__Dataset entries__.
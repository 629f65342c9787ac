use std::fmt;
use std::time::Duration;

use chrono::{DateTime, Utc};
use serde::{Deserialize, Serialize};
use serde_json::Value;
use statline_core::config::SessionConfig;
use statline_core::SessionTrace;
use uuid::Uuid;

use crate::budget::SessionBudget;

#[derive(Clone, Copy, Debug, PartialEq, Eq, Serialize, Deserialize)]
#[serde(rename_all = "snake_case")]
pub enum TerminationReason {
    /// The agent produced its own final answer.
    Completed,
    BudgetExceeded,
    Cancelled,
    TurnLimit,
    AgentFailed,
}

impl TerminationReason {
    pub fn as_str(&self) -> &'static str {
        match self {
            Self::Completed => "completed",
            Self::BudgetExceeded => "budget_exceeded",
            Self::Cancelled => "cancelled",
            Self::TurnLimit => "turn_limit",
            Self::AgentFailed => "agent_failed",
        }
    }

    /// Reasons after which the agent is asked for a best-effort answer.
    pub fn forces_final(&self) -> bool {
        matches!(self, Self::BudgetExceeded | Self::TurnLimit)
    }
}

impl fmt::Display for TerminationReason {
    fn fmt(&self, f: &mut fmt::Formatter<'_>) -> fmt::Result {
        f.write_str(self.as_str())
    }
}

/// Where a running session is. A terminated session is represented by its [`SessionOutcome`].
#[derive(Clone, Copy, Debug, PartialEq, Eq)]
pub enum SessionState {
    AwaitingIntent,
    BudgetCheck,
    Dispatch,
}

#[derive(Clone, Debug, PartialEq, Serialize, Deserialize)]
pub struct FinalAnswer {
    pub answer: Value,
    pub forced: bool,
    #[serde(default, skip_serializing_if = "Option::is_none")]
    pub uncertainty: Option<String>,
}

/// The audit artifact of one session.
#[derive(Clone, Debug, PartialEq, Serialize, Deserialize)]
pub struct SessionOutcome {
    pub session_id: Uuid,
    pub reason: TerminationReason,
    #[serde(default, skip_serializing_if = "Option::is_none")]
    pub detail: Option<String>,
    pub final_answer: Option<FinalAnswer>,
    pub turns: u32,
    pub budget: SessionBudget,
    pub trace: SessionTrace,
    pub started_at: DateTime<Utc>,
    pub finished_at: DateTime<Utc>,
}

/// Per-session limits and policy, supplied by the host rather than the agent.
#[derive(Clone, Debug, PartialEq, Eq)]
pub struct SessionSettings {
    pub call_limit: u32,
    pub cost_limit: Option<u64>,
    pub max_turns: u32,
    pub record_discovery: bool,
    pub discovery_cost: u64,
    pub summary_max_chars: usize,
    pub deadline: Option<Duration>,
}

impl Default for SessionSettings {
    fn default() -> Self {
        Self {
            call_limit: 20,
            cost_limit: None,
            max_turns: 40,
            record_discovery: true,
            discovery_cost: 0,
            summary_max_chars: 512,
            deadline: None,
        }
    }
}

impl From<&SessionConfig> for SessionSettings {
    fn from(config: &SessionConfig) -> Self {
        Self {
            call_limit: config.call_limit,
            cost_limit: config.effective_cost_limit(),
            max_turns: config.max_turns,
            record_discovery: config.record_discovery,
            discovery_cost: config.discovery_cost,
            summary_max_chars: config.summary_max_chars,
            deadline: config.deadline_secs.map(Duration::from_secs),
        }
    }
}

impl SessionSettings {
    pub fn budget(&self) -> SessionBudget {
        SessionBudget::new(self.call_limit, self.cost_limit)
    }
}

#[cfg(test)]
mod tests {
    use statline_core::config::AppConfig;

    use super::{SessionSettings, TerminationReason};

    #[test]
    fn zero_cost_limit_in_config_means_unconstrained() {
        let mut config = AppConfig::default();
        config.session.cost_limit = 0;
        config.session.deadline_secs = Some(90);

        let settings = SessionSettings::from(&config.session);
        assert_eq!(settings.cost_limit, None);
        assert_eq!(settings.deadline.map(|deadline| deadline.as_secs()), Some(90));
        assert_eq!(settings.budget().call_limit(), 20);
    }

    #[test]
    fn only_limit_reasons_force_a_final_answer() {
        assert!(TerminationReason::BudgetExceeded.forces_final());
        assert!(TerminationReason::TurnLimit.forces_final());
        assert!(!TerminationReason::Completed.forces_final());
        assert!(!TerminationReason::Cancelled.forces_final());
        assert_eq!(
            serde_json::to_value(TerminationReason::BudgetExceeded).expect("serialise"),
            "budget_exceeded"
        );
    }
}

* * *

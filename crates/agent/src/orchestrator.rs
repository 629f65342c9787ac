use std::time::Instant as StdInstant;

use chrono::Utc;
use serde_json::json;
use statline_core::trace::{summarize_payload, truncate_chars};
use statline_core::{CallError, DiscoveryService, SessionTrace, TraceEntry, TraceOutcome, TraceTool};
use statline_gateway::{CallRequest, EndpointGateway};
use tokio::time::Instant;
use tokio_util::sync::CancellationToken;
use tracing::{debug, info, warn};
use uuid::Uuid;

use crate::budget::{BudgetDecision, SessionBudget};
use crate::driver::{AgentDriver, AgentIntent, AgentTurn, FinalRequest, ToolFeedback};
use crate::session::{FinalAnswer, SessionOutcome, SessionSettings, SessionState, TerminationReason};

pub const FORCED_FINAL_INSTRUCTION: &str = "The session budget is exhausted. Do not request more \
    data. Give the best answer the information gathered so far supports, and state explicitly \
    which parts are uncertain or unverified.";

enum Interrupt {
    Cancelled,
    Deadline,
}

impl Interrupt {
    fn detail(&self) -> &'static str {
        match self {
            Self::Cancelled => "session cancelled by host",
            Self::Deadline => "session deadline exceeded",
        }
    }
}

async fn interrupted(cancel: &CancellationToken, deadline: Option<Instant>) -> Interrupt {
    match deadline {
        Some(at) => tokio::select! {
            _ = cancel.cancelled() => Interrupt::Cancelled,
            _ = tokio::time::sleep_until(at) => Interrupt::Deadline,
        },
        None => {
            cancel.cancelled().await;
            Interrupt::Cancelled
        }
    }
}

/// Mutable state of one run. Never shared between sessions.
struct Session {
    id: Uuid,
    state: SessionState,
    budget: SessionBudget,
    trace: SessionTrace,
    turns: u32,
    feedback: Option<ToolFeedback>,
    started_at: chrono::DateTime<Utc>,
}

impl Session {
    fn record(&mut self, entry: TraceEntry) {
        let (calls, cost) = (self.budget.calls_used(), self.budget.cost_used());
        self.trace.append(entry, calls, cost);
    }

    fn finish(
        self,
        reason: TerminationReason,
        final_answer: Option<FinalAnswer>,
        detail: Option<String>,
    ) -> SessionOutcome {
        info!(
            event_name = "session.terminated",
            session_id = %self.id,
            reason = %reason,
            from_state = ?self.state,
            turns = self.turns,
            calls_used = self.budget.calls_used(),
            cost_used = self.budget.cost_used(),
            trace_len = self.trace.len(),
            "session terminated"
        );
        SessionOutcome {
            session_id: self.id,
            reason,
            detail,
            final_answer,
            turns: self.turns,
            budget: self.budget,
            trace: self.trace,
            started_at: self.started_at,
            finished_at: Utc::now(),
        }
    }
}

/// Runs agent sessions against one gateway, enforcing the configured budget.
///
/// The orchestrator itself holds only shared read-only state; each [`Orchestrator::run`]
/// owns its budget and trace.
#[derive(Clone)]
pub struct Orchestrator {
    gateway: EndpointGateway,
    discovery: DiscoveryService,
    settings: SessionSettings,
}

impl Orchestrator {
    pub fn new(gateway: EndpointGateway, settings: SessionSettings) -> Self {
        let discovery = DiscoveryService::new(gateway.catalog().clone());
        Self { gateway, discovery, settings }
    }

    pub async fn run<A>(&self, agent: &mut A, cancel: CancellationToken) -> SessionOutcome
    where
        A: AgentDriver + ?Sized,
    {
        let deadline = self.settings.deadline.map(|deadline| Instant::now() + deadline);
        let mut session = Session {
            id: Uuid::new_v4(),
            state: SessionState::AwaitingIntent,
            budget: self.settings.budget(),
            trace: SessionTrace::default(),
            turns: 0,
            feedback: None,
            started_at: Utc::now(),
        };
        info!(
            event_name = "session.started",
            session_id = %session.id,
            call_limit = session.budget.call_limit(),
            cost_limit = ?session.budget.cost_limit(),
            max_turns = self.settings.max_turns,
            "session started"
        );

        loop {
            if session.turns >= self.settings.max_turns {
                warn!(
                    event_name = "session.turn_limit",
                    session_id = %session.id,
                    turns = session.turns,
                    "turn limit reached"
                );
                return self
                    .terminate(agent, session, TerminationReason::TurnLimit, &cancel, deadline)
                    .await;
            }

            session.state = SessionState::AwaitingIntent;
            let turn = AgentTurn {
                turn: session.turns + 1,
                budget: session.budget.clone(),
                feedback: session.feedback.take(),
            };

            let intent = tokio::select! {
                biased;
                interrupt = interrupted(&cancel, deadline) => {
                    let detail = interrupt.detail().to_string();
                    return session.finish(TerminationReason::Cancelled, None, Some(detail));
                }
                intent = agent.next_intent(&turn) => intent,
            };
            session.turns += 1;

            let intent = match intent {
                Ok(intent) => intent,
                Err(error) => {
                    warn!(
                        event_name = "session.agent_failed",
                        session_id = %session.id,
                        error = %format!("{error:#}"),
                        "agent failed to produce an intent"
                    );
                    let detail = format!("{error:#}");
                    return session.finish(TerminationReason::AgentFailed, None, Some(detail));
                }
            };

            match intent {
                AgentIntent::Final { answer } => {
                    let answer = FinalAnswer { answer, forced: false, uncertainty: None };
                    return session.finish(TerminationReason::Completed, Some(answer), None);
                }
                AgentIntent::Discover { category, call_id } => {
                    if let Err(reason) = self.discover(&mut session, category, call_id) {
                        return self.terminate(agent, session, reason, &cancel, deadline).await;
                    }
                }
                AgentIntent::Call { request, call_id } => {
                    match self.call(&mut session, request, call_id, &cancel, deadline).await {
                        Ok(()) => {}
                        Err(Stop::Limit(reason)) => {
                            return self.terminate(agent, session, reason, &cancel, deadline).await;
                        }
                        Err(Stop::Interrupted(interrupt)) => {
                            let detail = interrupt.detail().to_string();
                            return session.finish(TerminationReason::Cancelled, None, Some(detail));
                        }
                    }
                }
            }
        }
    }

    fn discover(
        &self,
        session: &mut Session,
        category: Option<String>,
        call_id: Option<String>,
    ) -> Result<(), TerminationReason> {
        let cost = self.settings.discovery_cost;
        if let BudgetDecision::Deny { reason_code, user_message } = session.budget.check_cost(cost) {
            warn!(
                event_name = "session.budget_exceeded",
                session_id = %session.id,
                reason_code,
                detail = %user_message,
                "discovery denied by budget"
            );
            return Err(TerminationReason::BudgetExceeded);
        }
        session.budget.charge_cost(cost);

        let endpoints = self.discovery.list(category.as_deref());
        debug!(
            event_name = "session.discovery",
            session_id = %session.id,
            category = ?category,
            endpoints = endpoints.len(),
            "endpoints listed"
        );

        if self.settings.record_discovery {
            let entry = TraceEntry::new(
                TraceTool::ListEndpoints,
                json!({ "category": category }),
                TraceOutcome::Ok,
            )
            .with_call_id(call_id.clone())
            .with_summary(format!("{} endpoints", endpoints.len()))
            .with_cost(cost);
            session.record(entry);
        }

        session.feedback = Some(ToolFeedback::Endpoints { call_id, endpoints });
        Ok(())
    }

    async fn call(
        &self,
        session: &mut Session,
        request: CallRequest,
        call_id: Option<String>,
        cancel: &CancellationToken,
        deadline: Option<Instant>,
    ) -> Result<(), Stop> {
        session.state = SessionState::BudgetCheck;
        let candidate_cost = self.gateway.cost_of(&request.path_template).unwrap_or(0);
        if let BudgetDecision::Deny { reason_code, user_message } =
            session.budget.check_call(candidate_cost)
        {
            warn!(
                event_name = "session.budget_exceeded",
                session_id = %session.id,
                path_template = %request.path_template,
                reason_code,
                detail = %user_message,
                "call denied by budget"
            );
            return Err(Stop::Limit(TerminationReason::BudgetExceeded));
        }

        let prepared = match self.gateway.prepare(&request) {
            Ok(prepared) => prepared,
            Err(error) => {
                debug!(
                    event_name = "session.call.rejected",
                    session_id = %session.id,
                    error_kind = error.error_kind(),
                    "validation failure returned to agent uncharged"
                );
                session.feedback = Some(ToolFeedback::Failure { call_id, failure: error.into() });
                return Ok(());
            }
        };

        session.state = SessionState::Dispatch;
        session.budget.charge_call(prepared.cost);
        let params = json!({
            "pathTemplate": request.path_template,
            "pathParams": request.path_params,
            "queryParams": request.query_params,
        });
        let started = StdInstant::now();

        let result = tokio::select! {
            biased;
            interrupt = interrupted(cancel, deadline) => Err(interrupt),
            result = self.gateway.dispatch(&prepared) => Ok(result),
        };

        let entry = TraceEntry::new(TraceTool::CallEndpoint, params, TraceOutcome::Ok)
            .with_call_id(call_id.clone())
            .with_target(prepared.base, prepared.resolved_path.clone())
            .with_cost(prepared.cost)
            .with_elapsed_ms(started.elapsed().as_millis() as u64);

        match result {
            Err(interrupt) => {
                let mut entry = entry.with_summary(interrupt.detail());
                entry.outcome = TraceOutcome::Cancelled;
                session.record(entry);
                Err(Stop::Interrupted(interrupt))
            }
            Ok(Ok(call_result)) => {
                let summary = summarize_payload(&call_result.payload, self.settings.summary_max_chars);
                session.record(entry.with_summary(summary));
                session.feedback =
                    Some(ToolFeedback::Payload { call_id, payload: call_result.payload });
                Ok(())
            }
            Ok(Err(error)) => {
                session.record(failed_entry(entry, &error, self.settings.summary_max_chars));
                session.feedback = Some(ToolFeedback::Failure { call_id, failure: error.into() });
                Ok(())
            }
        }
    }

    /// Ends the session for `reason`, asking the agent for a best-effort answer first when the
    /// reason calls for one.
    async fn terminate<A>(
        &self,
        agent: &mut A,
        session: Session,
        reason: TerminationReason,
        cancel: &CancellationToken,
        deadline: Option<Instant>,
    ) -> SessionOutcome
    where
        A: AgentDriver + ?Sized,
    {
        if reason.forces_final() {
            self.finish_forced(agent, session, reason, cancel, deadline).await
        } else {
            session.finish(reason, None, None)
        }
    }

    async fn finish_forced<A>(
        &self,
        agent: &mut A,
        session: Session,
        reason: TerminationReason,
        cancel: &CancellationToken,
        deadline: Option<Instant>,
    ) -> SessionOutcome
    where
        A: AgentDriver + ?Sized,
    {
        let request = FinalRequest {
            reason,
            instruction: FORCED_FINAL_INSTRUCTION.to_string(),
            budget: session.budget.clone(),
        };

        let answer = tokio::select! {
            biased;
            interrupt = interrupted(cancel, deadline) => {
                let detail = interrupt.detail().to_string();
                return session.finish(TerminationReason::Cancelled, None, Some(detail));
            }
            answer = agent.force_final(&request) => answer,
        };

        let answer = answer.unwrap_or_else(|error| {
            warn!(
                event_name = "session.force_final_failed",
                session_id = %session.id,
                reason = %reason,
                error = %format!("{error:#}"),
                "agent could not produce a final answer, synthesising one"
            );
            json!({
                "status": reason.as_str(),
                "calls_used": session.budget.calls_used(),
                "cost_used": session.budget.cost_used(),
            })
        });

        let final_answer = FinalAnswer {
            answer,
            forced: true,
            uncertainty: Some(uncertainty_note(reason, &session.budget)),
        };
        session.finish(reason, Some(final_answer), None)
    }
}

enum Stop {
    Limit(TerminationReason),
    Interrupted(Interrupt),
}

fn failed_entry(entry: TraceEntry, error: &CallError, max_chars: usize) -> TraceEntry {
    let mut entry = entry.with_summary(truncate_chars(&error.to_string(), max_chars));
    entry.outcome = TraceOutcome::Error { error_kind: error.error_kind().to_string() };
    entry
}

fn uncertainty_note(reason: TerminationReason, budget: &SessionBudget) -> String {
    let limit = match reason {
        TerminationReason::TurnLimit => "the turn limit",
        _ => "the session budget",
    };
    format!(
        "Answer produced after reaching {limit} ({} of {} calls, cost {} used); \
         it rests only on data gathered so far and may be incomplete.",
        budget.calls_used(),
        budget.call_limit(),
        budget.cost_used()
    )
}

__Task requirements__.
Search the data above for the word "PartialEq", then gather each line in which it appears.

__Result for this exercise__.
#[derive(Clone, Copy, Debug, PartialEq, Eq, Serialize, Deserialize)]
#[derive(Clone, Copy, Debug, PartialEq, Eq)]
#[derive(Clone, Debug, PartialEq, Serialize, Deserialize)]
#[derive(Clone, Debug, PartialEq, Serialize, Deserialize)]
#[derive(Clone, Debug, PartialEq, Eq)]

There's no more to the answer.